ABOUT THIS TASK:
Using "Instant" as the search string, find the matching lines below and copy them.

╭─ EXERCISE INPUT

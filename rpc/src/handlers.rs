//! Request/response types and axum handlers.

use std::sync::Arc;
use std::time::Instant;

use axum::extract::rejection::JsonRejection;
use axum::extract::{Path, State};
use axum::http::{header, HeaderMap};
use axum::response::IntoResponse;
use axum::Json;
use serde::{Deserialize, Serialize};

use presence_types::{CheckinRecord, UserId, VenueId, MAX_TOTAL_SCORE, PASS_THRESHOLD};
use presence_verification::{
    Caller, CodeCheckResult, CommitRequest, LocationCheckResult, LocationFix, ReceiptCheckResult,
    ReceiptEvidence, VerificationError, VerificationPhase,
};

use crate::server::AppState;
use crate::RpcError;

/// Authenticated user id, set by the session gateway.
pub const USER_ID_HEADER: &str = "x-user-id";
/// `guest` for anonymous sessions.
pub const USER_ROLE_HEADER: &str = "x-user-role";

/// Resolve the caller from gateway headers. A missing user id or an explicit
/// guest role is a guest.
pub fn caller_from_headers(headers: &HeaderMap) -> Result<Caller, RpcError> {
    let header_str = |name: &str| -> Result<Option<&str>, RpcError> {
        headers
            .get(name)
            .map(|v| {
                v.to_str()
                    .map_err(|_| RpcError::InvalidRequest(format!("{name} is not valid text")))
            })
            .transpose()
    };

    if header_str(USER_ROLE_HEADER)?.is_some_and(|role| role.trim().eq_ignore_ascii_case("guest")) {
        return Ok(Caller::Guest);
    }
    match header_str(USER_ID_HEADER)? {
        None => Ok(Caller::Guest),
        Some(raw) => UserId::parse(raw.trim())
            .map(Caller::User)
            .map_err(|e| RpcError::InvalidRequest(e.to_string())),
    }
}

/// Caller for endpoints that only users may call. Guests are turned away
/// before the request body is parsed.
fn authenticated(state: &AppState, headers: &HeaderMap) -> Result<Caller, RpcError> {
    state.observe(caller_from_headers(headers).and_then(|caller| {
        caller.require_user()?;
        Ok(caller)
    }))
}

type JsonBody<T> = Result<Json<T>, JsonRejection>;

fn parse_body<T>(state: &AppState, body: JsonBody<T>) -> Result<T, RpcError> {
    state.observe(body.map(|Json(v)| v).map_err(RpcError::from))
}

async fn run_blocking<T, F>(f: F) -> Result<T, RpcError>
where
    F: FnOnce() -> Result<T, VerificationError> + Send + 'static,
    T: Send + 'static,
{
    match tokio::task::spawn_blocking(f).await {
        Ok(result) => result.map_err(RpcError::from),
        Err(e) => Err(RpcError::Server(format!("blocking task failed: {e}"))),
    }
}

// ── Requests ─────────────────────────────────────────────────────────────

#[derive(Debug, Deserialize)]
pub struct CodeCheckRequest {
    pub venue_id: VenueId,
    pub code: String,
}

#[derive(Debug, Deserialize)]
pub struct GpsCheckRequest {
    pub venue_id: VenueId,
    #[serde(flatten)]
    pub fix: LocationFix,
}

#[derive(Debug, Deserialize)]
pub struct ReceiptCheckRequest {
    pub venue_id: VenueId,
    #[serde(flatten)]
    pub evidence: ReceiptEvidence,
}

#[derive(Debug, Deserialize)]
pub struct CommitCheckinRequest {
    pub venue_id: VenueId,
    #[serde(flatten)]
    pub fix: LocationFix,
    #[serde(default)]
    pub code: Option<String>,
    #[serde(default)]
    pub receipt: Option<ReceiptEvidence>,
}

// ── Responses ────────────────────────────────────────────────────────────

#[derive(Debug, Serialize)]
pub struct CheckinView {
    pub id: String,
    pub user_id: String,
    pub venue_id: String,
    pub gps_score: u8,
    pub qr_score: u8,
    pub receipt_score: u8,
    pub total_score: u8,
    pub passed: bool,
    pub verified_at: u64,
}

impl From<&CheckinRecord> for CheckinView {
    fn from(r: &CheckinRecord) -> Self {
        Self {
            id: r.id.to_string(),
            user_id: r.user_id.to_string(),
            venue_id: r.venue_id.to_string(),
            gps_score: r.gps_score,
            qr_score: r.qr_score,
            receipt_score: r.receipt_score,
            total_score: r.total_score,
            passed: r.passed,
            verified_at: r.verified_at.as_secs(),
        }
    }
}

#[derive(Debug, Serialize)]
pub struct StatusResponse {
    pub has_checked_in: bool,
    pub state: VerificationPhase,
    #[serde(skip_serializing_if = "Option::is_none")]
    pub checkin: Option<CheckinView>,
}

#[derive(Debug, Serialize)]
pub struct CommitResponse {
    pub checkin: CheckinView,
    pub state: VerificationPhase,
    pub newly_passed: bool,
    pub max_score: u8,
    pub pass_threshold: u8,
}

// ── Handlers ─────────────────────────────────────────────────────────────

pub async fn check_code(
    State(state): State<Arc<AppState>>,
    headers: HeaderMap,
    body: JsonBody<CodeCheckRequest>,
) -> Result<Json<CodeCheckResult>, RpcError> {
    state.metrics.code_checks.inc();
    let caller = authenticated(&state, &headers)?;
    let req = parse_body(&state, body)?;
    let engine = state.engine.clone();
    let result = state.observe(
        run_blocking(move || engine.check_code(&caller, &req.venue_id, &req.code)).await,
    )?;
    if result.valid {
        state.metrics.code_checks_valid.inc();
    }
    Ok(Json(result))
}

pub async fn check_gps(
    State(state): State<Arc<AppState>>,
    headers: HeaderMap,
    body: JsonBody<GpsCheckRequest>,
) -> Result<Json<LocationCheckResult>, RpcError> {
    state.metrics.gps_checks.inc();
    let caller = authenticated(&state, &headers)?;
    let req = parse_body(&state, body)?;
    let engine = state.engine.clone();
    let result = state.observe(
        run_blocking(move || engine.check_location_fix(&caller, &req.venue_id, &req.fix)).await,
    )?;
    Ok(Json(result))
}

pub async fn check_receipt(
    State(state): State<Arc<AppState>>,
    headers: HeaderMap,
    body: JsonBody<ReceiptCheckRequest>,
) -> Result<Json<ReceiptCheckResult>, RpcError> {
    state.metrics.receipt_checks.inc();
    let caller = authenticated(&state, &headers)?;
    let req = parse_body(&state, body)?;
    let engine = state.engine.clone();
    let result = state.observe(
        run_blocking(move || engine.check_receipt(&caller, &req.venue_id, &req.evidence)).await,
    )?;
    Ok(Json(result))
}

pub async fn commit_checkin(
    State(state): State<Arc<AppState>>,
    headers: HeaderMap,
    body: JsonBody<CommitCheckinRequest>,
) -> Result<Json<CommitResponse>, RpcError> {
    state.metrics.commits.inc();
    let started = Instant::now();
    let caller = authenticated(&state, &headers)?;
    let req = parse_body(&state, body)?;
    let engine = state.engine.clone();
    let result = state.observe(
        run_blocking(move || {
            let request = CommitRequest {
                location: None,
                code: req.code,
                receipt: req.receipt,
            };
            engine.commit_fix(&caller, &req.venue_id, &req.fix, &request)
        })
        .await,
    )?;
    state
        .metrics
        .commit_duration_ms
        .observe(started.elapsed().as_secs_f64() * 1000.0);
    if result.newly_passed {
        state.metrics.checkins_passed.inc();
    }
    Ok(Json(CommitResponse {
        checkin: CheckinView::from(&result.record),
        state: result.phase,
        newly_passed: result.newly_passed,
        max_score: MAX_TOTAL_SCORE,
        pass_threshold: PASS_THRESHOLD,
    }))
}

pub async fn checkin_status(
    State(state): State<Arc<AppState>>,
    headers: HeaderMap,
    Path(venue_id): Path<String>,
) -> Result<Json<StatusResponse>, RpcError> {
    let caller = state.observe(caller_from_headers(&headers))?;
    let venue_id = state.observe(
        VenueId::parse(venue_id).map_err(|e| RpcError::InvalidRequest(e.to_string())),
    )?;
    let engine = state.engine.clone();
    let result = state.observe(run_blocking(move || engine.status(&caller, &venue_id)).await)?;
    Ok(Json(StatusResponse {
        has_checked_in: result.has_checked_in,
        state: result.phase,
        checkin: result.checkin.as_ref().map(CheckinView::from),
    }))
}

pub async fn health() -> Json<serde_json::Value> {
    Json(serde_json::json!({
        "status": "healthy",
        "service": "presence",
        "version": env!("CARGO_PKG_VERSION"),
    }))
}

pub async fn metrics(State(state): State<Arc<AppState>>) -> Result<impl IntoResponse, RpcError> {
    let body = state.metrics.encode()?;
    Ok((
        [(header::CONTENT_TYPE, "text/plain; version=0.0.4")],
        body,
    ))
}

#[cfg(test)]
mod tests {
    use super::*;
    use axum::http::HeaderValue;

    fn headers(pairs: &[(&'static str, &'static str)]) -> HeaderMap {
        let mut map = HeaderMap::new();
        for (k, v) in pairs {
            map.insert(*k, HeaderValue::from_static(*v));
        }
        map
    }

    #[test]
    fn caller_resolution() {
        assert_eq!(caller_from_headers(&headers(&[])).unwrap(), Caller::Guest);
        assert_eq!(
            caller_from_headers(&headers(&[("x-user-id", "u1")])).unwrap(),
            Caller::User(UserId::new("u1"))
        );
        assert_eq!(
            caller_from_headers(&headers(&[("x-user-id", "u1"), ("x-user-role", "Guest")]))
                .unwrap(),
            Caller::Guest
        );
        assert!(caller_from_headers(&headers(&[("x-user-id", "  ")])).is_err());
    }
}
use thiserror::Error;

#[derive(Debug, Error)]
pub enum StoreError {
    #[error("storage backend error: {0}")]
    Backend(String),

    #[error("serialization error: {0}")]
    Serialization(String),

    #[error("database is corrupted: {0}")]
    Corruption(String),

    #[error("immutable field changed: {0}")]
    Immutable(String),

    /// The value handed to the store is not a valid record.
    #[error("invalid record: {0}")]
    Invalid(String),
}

╰─
╭─ EXERCISE INPUT

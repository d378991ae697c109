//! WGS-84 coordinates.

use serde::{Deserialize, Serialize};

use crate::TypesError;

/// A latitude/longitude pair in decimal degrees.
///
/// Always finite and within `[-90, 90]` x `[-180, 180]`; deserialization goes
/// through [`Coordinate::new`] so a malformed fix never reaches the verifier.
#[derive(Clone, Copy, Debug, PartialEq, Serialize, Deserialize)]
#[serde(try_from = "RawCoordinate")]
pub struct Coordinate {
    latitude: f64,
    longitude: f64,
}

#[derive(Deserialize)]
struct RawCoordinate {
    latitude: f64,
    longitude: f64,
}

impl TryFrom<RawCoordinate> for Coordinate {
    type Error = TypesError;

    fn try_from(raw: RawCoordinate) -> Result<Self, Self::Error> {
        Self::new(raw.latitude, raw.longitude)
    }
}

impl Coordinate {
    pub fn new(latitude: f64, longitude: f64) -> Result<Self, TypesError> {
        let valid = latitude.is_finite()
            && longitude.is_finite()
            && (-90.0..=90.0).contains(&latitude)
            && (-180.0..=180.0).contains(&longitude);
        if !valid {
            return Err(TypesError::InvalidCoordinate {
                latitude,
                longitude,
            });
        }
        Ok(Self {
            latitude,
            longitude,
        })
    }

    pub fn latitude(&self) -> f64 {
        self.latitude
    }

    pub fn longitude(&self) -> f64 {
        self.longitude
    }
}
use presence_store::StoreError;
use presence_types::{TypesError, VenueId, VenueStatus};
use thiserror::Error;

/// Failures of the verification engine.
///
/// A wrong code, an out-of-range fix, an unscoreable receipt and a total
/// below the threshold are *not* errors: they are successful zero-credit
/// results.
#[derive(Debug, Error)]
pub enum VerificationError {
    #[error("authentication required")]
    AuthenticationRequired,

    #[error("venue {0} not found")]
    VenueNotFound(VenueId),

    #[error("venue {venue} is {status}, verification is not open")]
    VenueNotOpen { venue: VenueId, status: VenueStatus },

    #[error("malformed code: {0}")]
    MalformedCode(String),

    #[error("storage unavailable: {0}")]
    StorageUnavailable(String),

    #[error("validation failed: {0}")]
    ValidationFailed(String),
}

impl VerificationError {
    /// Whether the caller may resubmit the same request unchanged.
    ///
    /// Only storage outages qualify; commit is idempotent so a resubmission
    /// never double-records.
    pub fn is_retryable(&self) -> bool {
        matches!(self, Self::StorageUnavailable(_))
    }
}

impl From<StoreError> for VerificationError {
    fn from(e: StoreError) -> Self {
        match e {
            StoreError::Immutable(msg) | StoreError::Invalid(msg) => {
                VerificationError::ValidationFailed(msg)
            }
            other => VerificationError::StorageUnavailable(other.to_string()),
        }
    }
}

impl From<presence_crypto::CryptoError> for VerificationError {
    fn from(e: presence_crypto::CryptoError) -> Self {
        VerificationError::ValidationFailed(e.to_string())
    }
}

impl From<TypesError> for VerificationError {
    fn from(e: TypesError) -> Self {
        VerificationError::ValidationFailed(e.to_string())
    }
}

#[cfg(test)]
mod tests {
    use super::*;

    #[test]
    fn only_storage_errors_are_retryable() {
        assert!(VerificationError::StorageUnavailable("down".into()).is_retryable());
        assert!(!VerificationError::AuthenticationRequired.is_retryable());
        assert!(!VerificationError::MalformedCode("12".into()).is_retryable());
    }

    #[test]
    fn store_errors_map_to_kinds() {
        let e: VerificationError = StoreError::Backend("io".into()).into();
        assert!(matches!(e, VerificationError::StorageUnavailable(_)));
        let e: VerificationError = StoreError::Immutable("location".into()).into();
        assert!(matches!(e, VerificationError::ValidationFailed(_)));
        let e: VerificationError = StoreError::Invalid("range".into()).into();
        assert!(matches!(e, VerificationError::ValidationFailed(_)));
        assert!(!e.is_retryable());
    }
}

╰─

EXERCISE ANSWER:
use std::time::Instant;
    let started = Instant::now();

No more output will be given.